BRIEF :: Each line of the material below should be reproduced exactly.

RAW DATA ::
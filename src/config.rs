// Scheduler configuration - timing constants and tone settings
// Stored as RON so it can be tweaked without recompiling

use crate::error::ConfigError;
use serde::{Deserialize, Serialize};
use std::fs;
use std::path::Path;

/// Timing and sound constants shared by the metronome and the sequence player
#[derive(Debug, Clone, PartialEq, Serialize, Deserialize)]
#[serde(default)]
pub struct SchedulerConfig {
    /// How far ahead of the audio clock events are committed (seconds)
    pub lookahead_secs: f64,

    /// Metronome poll cadence (milliseconds)
    pub metronome_poll_ms: f64,

    /// Sequence player poll cadence (milliseconds)
    pub player_poll_ms: f64,

    /// Length of a metronome beep (seconds)
    pub beep_duration_secs: f64,

    /// Beep pitch on accented beats
    pub accent_frequency_hz: f32,

    /// Beep pitch on regular beats
    pub regular_frequency_hz: f32,

    /// Capacity of the tone queue feeding the audio callback
    pub tone_queue_capacity: usize,
}

impl Default for SchedulerConfig {
    fn default() -> Self {
        Self {
            lookahead_secs: 0.1,
            metronome_poll_ms: 50.0,
            player_poll_ms: 33.0,
            beep_duration_secs: 0.04,
            accent_frequency_hz: 300.0,
            regular_frequency_hz: 200.0,
            tone_queue_capacity: 1024,
        }
    }
}

impl SchedulerConfig {
    /// Parse a configuration from RON text and validate it
    pub fn from_ron_str(text: &str) -> Result<Self, ConfigError> {
        let config: SchedulerConfig = ron::from_str(text)?;
        config.validate()?;
        Ok(config)
    }

    /// Load a configuration file
    pub fn load(path: impl AsRef<Path>) -> Result<Self, ConfigError> {
        let text = fs::read_to_string(path)?;
        Self::from_ron_str(&text)
    }

    /// Serialize to pretty RON
    pub fn to_ron_string(&self) -> Result<String, ConfigError> {
        ron::ser::to_string_pretty(self, ron::ser::PrettyConfig::default())
            .map_err(|e| ConfigError::Invalid(format!("Failed to serialize to RON: {}", e)))
    }

    /// Check that every constant is usable
    ///
    /// Both poll intervals must be strictly shorter than the lookahead window,
    /// otherwise events can fall into the gap between two polls.
    pub fn validate(&self) -> Result<(), ConfigError> {
        let positive = [
            ("lookahead_secs", self.lookahead_secs),
            ("metronome_poll_ms", self.metronome_poll_ms),
            ("player_poll_ms", self.player_poll_ms),
            ("beep_duration_secs", self.beep_duration_secs),
            ("accent_frequency_hz", self.accent_frequency_hz as f64),
            ("regular_frequency_hz", self.regular_frequency_hz as f64),
        ];
        for (name, value) in positive {
            if !value.is_finite() || value <= 0.0 {
                return Err(ConfigError::Invalid(format!(
                    "{} must be a positive number, got {}",
                    name, value
                )));
            }
        }

        let lookahead_ms = self.lookahead_secs * 1000.0;
        for (name, poll_ms) in [
            ("metronome_poll_ms", self.metronome_poll_ms),
            ("player_poll_ms", self.player_poll_ms),
        ] {
            if poll_ms >= lookahead_ms {
                return Err(ConfigError::Invalid(format!(
                    "{} ({}ms) must be shorter than the lookahead window ({}ms)",
                    name, poll_ms, lookahead_ms
                )));
            }
        }

        if self.tone_queue_capacity == 0 {
            return Err(ConfigError::Invalid(
                "tone_queue_capacity must be at least 1".to_string(),
            ));
        }

        Ok(())
    }
}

COMPLETED EXERCISE ::
filename src/config.rs
// Scheduler configuration - timing constants and tone settings
// Stored as RON so it can be tweaked without recompiling

use crate::error::ConfigError;
use serde::{Deserialize, Serialize};
use std::fs;
use std::path::Path;

/// Timing and sound constants shared by the metronome and the sequence player
#[derive(Debug, Clone, PartialEq, Serialize, Deserialize)]
#[serde(default)]
pub struct SchedulerConfig {
    /// How far ahead of the audio clock events are committed (seconds)
    pub lookahead_secs: f64,

    /// Metronome poll cadence (milliseconds)
    pub metronome_poll_ms: f64,

    /// Sequence player poll cadence (milliseconds)
    pub player_poll_ms: f64,

    /// Length of a metronome beep (seconds)
    pub beep_duration_secs: f64,

    /// Beep pitch on accented beats
    pub accent_frequency_hz: f32,

    /// Beep pitch on regular beats
    pub regular_frequency_hz: f32,

    /// Capacity of the tone queue feeding the audio callback
    pub tone_queue_capacity: usize,
}

impl Default for SchedulerConfig {
    fn default() -> Self {
        Self {
            lookahead_secs: 0.1,
            metronome_poll_ms: 50.0,
            player_poll_ms: 33.0,
            beep_duration_secs: 0.04,
            accent_frequency_hz: 300.0,
            regular_frequency_hz: 200.0,
            tone_queue_capacity: 1024,
        }
    }
}

impl SchedulerConfig {
    /// Parse a configuration from RON text and validate it
    pub fn from_ron_str(text: &str) -> Result<Self, ConfigError> {
        let config: SchedulerConfig = ron::from_str(text)?;
        config.validate()?;
        Ok(config)
    }

    /// Load a configuration file
    pub fn load(path: impl AsRef<Path>) -> Result<Self, ConfigError> {
        let text = fs::read_to_string(path)?;
        Self::from_ron_str(&text)
    }

    /// Serialize to pretty RON
    pub fn to_ron_string(&self) -> Result<String, ConfigError> {
        ron::ser::to_string_pretty(self, ron::ser::PrettyConfig::default())
            .map_err(|e| ConfigError::Invalid(format!("Failed to serialize to RON: {}", e)))
    }

    /// Check that every constant is usable
    ///
    /// Both poll intervals must be strictly shorter than the lookahead window,
    /// otherwise events can fall into the gap between two polls.
    pub fn validate(&self) -> Result<(), ConfigError> {
        let positive = [
            ("lookahead_secs", self.lookahead_secs),
            ("metronome_poll_ms", self.metronome_poll_ms),
            ("player_poll_ms", self.player_poll_ms),
            ("beep_duration_secs", self.beep_duration_secs),
            ("accent_frequency_hz", self.accent_frequency_hz as f64),
            ("regular_frequency_hz", self.regular_frequency_hz as f64),
        ];
        for (name, value) in positive {
            if !value.is_finite() || value <= 0.0 {
                return Err(ConfigError::Invalid(format!(
                    "{} must be a positive number, got {}",
                    name, value
                )));
            }
        }

        let lookahead_ms = self.lookahead_secs * 1000.0;
        for (name, poll_ms) in [
            ("metronome_poll_ms", self.metronome_poll_ms),
            ("player_poll_ms", self.player_poll_ms),
        ] {
            if poll_ms >= lookahead_ms {
                return Err(ConfigError::Invalid(format!(
                    "{} ({}ms) must be shorter than the lookahead window ({}ms)",
                    name, poll_ms, lookahead_ms
                )));
            }
        }

        if self.tone_queue_capacity == 0 {
            return Err(ConfigError::Invalid(
                "tone_queue_capacity must be at least 1".to_string(),
            ));
        }

        Ok(())
    }
}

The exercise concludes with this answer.